Kirsten Ataoguz completed her doctorate in the Department of History of Art and Architecture at Harvard University in 2007, after receiving her AB from the Department of Religion at Princeton University. Before coming to IPFW, she taught at Framingham State College, Florida State University, Mount Ida College, Excelsior College, and Suffolk University. At IPFW, Professor Ataoguz oversees the art history curriculum of the Fine Arts Department and the Minor in Art History. She teaches the two-semester survey introduction to the History of Art as well as upper-level surveys of the art of the ancient, medieval, and early modern periods. Each semester, she also offers a higher-level seminar-style course in medieval art. In her research, Professor Ataoguz specializes in the art of the early medieval Mediterranean – Western, Byzantine, and Islamic – from the emergence of Christian art in the third century through the end of the first millennium. She is currently developing her dissertation, "The Apostolic Commissioning of the Monks of Saint John in Müstair, Switzerland: Painting and Preaching in a Churraetian Monastery", into a series of articles and a book. The Monastery of Saint John preserves an extensive cycle of frescoes on the walls of its main church, and Professor Ataoguz interprets them according to their historical, functional, and pictorial contexts. Her broader interests include the representation of gesture in early medieval art and text; the productive relationship between narrative cycles on church walls and the sermons that would have been read aloud within these spaces; the role of visual images in magic and the evidence in the pictorial arts for the practice of magic; the use of images, such as of the Last Judgment, to shape behavior; and the decoration of churches as evidence of cross-cultural exchange.
Publications
Review of Catherine Johns, The Hoxne Late Roman Treasure: Gold Jewellery and Silver Plate. London: British Museum Press, 2009, Bryn Mawr Classical Review (2011)
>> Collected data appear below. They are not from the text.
//! Recorded landmark frame loading
//!
//! Replay files hold one JSON-encoded [`LandmarkFrame`] per line, as
//! captured at the detector boundary.

use std::fs::File;
use std::io::{BufRead, BufReader};
use std::path::Path;

use anyhow::{Context, Result};
use face_geometry::LandmarkFrame;

/// Load every frame from a JSONL replay file
pub fn load_frames(path: &Path) -> Result<Vec<LandmarkFrame>> {
    let file = File::open(path)?;
    let reader = BufReader::new(file);

    let mut frames = Vec::new();
    for (number, line) in reader.lines().enumerate() {
        let line = line?;
        if line.trim().is_empty() {
            continue;
        }

        let frame: LandmarkFrame = serde_json::from_str(&line)
            .with_context(|| format!("bad frame on line {}", number + 1))?;
        frames.push(frame);
    }

    Ok(frames)
}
“Medallion of Thekla Bound to Two Beasts,” “Cross with Prayer to Thekla,” “Oval Pendant with Thekla,” “Chalice Dedicated by Sarra”, “Chalice Dedicated by Anthousa and Ardabarios,” “Necklace with Tablet Cases and Pendant Cross,” and “Gold Tablet”, Byzantine Women and their World (2003)
Conference Papers
Negotiating the Boundary between Monastic Seclusion and Apostolic Mission in the Bishopric of Chur around the Year 800 (2011)
By virtue of their lifestyle and learning, early medieval monks were particularly well-suited to serve...
Altering the Tradition: The Traditio legis at the Monastery of Saint John (2011)
The main church of the Monastery of Saint John in Müstair, Switzerland preserves on its...
Visual Preaching in the Early Middle Ages: The Healing Arts at the Carolingian Monastery of St. John in Müstair, Switzerland (2008)
Around the year 800, the church of the monastery of John the Baptist in Müstair,...
Public Talks and Appearances
Works in Progress
Painting and Preaching in an Early Medieval Monastery, including chapters on the Last Judgment, Magic, and Healing, In preparation (2015)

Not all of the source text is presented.